» What needs to be done
Return each line in the records below that includes "previous".

Segment Start: Input for this task

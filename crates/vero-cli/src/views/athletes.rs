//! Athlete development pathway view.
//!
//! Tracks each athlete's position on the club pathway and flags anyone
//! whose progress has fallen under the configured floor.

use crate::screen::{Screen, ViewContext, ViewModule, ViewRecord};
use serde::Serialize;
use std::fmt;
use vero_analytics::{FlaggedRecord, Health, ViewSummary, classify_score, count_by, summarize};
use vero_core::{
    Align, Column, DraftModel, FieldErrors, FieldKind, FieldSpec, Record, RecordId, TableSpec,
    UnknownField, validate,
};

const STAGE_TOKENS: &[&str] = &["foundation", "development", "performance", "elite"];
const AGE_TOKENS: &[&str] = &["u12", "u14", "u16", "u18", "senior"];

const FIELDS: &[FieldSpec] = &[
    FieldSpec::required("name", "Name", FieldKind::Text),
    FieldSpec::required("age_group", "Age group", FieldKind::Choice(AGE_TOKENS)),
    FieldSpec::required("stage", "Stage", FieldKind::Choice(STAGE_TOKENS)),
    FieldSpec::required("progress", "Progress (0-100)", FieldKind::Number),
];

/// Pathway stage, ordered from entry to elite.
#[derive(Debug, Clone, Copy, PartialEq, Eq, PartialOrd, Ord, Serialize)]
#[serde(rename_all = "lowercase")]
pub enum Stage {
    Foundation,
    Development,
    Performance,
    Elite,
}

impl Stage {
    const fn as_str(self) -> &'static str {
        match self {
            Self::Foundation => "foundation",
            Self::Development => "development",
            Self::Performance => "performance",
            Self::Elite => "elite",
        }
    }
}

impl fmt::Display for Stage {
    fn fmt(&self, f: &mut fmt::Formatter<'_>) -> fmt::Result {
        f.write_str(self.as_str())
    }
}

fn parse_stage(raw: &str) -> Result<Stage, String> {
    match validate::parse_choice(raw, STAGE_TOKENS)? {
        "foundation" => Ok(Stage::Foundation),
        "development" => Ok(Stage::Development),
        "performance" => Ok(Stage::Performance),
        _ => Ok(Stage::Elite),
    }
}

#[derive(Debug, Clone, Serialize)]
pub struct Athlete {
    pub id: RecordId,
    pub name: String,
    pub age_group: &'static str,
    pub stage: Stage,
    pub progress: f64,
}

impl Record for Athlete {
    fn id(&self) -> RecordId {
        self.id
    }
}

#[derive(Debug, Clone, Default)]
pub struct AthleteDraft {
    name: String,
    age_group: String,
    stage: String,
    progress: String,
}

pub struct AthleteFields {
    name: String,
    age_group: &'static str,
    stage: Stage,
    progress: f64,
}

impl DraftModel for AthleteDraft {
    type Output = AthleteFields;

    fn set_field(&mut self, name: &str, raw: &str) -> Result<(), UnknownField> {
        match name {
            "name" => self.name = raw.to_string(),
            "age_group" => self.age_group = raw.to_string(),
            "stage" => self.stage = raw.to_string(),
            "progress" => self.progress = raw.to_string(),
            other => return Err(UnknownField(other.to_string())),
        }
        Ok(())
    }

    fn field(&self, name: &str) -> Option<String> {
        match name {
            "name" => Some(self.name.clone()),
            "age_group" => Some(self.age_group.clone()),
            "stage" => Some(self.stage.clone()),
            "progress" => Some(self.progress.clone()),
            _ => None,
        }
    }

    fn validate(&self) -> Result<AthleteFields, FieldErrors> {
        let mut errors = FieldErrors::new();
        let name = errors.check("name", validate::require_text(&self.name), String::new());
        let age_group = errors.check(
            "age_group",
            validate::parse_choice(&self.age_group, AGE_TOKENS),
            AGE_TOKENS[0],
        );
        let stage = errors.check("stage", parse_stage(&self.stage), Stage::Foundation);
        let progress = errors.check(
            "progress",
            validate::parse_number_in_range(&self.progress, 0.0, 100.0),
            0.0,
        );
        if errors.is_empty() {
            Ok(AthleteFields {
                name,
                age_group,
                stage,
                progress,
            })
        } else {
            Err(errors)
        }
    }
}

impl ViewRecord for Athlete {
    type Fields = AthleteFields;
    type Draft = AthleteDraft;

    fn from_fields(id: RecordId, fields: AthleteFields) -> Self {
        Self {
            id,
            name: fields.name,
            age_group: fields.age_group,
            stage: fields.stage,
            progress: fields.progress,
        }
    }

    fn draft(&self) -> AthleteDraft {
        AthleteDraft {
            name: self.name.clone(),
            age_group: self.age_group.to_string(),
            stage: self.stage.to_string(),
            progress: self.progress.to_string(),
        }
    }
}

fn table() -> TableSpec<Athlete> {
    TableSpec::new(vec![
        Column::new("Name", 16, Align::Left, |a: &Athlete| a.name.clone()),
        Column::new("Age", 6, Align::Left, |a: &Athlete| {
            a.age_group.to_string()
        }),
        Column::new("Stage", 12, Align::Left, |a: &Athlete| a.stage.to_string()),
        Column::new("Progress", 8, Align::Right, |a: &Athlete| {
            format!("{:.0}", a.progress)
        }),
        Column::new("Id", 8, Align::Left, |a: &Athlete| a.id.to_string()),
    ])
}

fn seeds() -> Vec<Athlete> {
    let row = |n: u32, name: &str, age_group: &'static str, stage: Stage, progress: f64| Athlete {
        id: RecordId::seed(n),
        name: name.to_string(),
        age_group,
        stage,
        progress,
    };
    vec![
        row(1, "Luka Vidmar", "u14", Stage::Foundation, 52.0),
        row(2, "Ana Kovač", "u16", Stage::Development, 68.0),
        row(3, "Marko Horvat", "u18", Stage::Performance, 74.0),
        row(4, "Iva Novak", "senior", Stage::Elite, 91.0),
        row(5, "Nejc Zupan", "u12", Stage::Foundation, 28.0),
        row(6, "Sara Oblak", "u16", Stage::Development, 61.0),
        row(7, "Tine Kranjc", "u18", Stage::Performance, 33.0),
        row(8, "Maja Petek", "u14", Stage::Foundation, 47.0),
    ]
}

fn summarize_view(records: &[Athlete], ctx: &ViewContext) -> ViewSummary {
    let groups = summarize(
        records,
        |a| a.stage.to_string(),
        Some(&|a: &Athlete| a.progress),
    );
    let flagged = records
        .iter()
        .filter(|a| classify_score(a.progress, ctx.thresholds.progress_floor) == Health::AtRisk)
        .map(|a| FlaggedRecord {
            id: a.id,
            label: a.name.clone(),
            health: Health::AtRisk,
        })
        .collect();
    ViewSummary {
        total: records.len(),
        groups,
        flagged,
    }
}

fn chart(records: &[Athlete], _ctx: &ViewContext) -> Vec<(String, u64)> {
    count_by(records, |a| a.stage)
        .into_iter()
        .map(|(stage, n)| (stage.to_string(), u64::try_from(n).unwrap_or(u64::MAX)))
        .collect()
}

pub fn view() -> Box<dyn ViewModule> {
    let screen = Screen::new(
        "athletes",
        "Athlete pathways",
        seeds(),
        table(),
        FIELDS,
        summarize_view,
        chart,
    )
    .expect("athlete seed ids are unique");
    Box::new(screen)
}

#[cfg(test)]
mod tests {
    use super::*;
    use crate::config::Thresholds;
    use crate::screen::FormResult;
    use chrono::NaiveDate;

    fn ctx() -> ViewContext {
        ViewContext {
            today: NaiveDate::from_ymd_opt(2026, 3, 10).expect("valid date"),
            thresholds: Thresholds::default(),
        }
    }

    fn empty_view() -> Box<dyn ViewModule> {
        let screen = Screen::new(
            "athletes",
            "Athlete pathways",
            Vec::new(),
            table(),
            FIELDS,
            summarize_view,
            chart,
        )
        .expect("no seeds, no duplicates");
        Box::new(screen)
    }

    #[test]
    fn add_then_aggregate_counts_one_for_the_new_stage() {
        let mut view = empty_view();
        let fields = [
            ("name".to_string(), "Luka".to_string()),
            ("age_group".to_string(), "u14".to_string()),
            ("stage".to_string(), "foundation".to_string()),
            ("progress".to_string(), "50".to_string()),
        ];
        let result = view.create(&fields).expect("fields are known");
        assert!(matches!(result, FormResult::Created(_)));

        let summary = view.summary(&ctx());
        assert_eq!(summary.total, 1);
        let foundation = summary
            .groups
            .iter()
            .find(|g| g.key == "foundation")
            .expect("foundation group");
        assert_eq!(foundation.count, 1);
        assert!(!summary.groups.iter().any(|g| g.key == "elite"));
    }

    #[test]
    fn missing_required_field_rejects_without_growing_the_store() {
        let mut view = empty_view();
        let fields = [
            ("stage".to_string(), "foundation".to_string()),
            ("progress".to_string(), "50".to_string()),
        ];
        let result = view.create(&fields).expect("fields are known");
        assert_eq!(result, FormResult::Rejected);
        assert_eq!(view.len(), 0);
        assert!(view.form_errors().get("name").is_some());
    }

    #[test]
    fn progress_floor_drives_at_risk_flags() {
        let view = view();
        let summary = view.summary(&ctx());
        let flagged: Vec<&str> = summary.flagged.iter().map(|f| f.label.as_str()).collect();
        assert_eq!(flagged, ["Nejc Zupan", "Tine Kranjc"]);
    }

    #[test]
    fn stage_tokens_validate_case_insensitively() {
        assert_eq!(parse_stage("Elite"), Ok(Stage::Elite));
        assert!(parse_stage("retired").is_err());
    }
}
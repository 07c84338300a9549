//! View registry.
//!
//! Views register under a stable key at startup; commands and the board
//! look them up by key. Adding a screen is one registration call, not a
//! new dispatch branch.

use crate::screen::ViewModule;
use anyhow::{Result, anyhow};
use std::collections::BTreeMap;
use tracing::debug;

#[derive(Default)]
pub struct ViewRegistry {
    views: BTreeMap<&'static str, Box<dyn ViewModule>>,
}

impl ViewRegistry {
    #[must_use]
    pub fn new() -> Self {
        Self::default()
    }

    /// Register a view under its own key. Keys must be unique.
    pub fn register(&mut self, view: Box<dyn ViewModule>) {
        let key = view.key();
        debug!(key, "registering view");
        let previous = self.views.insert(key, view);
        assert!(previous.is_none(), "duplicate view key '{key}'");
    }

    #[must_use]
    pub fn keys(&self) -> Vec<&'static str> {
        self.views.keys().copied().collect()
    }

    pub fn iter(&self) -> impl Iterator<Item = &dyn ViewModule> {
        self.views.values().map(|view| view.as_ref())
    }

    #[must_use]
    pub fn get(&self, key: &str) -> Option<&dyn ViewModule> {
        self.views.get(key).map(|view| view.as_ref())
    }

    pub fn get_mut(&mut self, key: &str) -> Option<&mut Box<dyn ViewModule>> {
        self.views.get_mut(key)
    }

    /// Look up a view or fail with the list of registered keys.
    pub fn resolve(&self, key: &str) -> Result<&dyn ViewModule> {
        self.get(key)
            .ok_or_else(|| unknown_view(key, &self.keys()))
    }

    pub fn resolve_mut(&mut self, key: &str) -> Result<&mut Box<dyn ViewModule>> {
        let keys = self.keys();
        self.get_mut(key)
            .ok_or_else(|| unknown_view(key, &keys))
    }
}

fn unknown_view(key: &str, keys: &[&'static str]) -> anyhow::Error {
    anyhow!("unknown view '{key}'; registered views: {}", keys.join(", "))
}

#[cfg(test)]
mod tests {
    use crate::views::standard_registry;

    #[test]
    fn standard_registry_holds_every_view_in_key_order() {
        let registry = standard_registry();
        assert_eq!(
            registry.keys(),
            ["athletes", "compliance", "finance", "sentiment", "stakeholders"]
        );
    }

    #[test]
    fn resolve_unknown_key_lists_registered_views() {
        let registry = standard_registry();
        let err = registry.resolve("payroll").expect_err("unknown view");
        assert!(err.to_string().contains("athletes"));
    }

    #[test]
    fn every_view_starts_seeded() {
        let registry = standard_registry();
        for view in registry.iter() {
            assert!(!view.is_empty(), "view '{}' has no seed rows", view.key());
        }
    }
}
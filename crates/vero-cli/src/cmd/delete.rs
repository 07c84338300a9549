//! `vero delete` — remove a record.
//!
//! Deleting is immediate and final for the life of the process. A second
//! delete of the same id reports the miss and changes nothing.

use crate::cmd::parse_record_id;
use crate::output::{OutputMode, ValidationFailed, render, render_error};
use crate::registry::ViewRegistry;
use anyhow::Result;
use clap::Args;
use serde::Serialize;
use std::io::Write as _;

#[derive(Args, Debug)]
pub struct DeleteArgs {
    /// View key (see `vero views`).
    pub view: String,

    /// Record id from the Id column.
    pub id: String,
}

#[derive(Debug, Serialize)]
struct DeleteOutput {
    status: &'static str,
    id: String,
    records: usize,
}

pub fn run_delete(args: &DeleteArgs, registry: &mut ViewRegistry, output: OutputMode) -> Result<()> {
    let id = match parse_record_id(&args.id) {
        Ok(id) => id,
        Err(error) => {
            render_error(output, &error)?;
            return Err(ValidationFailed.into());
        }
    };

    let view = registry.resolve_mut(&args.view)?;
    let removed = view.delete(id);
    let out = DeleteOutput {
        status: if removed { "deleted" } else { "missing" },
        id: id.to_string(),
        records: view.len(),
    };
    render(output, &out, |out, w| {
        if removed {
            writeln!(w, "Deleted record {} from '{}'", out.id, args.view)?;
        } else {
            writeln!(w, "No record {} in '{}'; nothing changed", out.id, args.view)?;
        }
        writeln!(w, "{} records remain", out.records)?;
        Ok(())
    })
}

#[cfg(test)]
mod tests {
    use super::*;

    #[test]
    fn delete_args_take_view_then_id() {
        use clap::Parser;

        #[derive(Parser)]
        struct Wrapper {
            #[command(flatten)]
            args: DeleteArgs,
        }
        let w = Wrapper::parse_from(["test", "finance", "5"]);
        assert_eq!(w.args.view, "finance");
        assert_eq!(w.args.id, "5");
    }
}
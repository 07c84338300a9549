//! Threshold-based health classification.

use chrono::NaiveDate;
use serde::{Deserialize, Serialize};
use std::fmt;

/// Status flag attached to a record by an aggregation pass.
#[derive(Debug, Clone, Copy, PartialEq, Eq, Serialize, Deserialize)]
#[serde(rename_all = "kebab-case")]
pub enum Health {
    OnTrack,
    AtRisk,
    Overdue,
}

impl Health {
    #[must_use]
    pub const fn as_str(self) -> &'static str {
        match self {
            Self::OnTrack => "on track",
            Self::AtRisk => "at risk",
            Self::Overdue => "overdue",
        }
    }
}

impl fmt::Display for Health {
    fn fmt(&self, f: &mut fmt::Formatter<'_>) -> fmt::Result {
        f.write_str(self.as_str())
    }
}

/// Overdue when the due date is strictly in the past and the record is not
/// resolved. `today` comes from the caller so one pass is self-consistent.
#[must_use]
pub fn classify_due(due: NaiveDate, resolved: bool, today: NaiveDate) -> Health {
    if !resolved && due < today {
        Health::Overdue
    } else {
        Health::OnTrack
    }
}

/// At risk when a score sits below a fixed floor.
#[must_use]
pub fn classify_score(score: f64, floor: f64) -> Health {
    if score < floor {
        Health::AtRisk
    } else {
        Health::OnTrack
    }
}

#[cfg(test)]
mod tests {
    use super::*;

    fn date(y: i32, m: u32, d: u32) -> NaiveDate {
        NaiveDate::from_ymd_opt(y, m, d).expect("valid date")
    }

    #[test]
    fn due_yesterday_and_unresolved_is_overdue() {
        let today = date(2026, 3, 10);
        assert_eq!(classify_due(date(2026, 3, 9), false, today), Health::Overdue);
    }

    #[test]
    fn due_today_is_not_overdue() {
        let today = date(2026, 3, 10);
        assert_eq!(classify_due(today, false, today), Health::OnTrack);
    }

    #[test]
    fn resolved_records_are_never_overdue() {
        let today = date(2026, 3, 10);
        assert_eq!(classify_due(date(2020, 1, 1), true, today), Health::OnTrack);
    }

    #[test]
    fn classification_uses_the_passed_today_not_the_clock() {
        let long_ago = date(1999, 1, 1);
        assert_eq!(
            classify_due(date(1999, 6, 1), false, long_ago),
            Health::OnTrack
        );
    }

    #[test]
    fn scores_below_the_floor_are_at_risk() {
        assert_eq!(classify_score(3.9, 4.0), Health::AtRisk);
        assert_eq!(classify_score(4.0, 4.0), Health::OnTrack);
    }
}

Segment End: Input for this task

» Result for this task
        let previous = self.views.insert(key, view);
        assert!(previous.is_none(), "duplicate view key '{key}'");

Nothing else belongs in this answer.